The event selection process used by Kinetiscope can lead to inefficient direct simulation of partial equilibria, should they arise during a reaction. Most of the computer time would be spent maintaining the equilibrium, with only occasional selection of other steps. The Equilibrium Detect Option's detection and emulation routines make simulation of equilibria more efficient. Their use is illustrated in the Example Simulations.

The equilibrium detect option is for systems with reversible reaction steps which may come into equilibrium during a simulation. It enables Kinetiscope to use special algorithms to handle these steps, which Kinetiscope would otherwise simulate inefficiently. Any steps which are to be monitored for equilibrium must be written as reversible steps.

Kinetiscope makes no assumptions about the existence of equilibria. When equilibrium detection is enabled, the identity of the reaction events which occur is monitored. At specific intervals (given by the equilibrium test cycle length), the list of these events is examined to determine how frequently reversible steps are being selected. If one or more pairs of steps is judged to be in equilibrium, Kinetiscope invokes special algorithms to enable selection of rare, non-equilibrium events. The system is then returned to normal simulation mode, and a new equilibrium detect cycle is initiated.

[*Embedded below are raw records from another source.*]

// This Source Code Form is subject to the terms of the Mozilla Public
// License, v. 2.0. If a copy of the MPL was not distributed with this
// file, You can obtain one at https://mozilla.org/MPL/2.0/.

//! Top-level CityJSON document decoding
//!
//! The document is read once into a [`CityModel`]: the raw vertex pool, the
//! optional quantization transform, and an arena of [`CityObject`]s kept in
//! document order with an id → index map for reference resolution.

use std::io::Read;
use std::path::Path;
use std::str::FromStr;

use rustc_hash::FxHashMap;
use serde::{Deserialize, Serialize};
use serde_json::{Map, Value};

use crate::city_object::CityObject;
use crate::error::{Error, Result};

/// Quantization transform: `real = raw * scale + translate`, per axis.
#[derive(Debug, Clone, Copy, PartialEq, Serialize, Deserialize)]
pub struct Transform {
    pub scale: [f64; 3],
    pub translate: [f64; 3],
}

impl Transform {
    /// Apply the transform to one raw vertex.
    #[inline]
    pub fn apply(&self, raw: [f64; 3]) -> [f64; 3] {
        [
            raw[0] * self.scale[0] + self.translate[0],
            raw[1] * self.scale[1] + self.translate[1],
            raw[2] * self.scale[2] + self.translate[2],
        ]
    }
}

#[derive(Deserialize)]
struct RawDocument {
    #[serde(rename = "type")]
    doc_type: Option<String>,
    version: Option<String>,
    vertices: Vec<[f64; 3]>,
    transform: Option<Transform>,
    #[serde(rename = "CityObjects")]
    city_objects: Map<String, Value>,
}

/// A decoded CityJSON document.
#[derive(Debug, Clone)]
pub struct CityModel {
    /// Declared CityJSON version, when present.
    pub version: Option<String>,
    /// Raw vertex pool, before any transform.
    pub vertices: Vec<[f64; 3]>,
    pub transform: Option<Transform>,
    objects: Vec<CityObject>,
    index: FxHashMap<String, usize>,
}

impl CityModel {
    /// Decode a document from a JSON value.
    pub fn from_json(value: Value) -> Result<Self> {
        let raw: RawDocument = serde_json::from_value(value)?;

        if let Some(doc_type) = raw.doc_type.as_deref() {
            if doc_type != "CityJSON" {
                return Err(Error::MalformedDocument(format!(
                    "expected type \"CityJSON\", found \"{}\"",
                    doc_type
                )));
            }
        }

        let mut objects = Vec::with_capacity(raw.city_objects.len());
        let mut index = FxHashMap::default();
        for (id, value) in raw.city_objects {
            index.insert(id.clone(), objects.len());
            objects.push(CityObject::from_json(id, value)?);
        }

        Ok(Self {
            version: raw.version,
            vertices: raw.vertices,
            transform: raw.transform,
            objects,
            index,
        })
    }

    /// Decode a document from raw bytes.
    pub fn from_slice(bytes: &[u8]) -> Result<Self> {
        Self::from_json(serde_json::from_slice(bytes)?)
    }

    /// Decode a document from a reader.
    pub fn from_reader<R: Read>(reader: R) -> Result<Self> {
        Self::from_json(serde_json::from_reader(reader)?)
    }

    /// Read and decode a document from disk.
    pub fn from_path<P: AsRef<Path>>(path: P) -> Result<Self> {
        let bytes = std::fs::read(path)?;
        Self::from_slice(&bytes)
    }

    /// City objects in document order.
    #[inline]
    pub fn objects(&self) -> &[CityObject] {
        &self.objects
    }

    /// Position of an object in [`CityModel::objects`].
    #[inline]
    pub fn index_of(&self, id: &str) -> Option<usize> {
        self.index.get(id).copied()
    }

    /// Look up an object by id.
    pub fn get(&self, id: &str) -> Option<&CityObject> {
        self.index_of(id).map(|i| &self.objects[i])
    }

    #[inline]
    pub fn len(&self) -> usize {
        self.objects.len()
    }

    #[inline]
    pub fn is_empty(&self) -> bool {
        self.objects.is_empty()
    }

    /// Number of city objects that carry at least one geometry.
    pub fn geometry_object_count(&self) -> usize {
        self.objects.iter().filter(|o| !o.geometry.is_empty()).count()
    }
}

impl FromStr for CityModel {
    type Err = Error;

    fn from_str(s: &str) -> Result<Self> {
        Self::from_json(serde_json::from_str(s)?)
    }
}

#[cfg(test)]
mod tests {
    use super::*;

    const DOC: &str = r#"{
        "type": "CityJSON",
        "version": "1.1",
        "transform": {"scale": [0.01, 0.01, 0.01], "translate": [1000.0, 2000.0, 0.0]},
        "vertices": [[100, 200, 50], [0, 0, 0], [10, 0, 0]],
        "CityObjects": {
            "Zeta": {"type": "Building", "geometry": []},
            "Alpha": {"type": "BuildingPart", "parents": ["Zeta"], "geometry": [
                {"type": "MultiSurface", "lod": 2, "boundaries": [[[0, 1, 2]]]}
            ]}
        }
    }"#;

    #[test]
    fn parses_document() {
        let model: CityModel = DOC.parse().unwrap();
        assert_eq!(model.version.as_deref(), Some("1.1"));
        assert_eq!(model.vertices.len(), 3);
        assert_eq!(model.len(), 2);
        assert_eq!(model.geometry_object_count(), 1);
        assert_eq!(model.get("Alpha").map(|o| o.object_type.as_str()), Some("BuildingPart"));
    }

    #[test]
    fn keeps_document_order() {
        let model: CityModel = DOC.parse().unwrap();
        let ids: Vec<&str> = model.objects().iter().map(|o| o.id.as_str()).collect();
        assert_eq!(ids, vec!["Zeta", "Alpha"]);
        assert_eq!(model.index_of("Alpha"), Some(1));
        assert_eq!(model.index_of("Missing"), None);
    }

    #[test]
    fn transform_applies_per_axis() {
        let model: CityModel = DOC.parse().unwrap();
        let transform = model.transform.unwrap();
        let real = transform.apply(model.vertices[0]);
        assert!((real[0] - 1001.0).abs() < 1e-9);
        assert!((real[1] - 2002.0).abs() < 1e-9);
        assert!((real[2] - 0.5).abs() < 1e-9);
    }

    #[test]
    fn transform_without_translate_is_malformed() {
        let doc = r#"{"transform": {"scale": [1, 1, 1]}, "vertices": [[0, 0, 0]], "CityObjects": {}}"#;
        assert!(matches!(doc.parse::<CityModel>(), Err(Error::MalformedDocument(_))));
    }

    #[test]
    fn missing_city_objects_is_malformed() {
        let doc = r#"{"type": "CityJSON", "vertices": [[0, 0, 0]]}"#;
        assert!(matches!(doc.parse::<CityModel>(), Err(Error::MalformedDocument(_))));
    }

    #[test]
    fn wrong_document_type_is_malformed() {
        let doc = r#"{"type": "GeoJSON", "vertices": [], "CityObjects": {}}"#;
        assert!(matches!(doc.parse::<CityModel>(), Err(Error::MalformedDocument(_))));
    }

    #[test]
    fn two_component_vertex_is_malformed() {
        let doc = r#"{"vertices": [[0, 0]], "CityObjects": {}}"#;
        assert!(matches!(doc.parse::<CityModel>(), Err(Error::MalformedDocument(_))));
    }
}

This option preserves the accuracy of the simulation while improving the efficiency of the calculation. This generally results in substantial savings in computer time. To use this option, you must check the check box, and two parameters must be set:

Test Cycle Length
sets the number of events which elapse between examination cycles. This optimum length for the cycle will depend on the reaction scheme, i.e. the number of reversible steps, relative rates of reversible and non-reversible steps, and so on. Typically, values between 100-500 are good starting points.
Selection Frequency
is used to diagnose whether a particular reversible reaction is currently in equilibrium. Equilibrium is found if:
  • one or more reversible pairs is found to occur at least a certain percentage of the total number of events in the current text cycle, and
  • the forward and reverse steps of each pair are selected with frequencies at least a certain percentage of each other.

This percentage is the selection frequency. Typically values of 80-90% provide sufficient accuracy.

The equilibrium detect can be left on even if no equilibrium occurs or if no steps are reversible in the reaction scheme. The simulation may be slowed down slightly by the detect cycle.

For a working example, see the Example Simulation Gas phase chemistry in a CVD reactor (I), and compare it to Gas phase chemistry in a CVD reactor (II).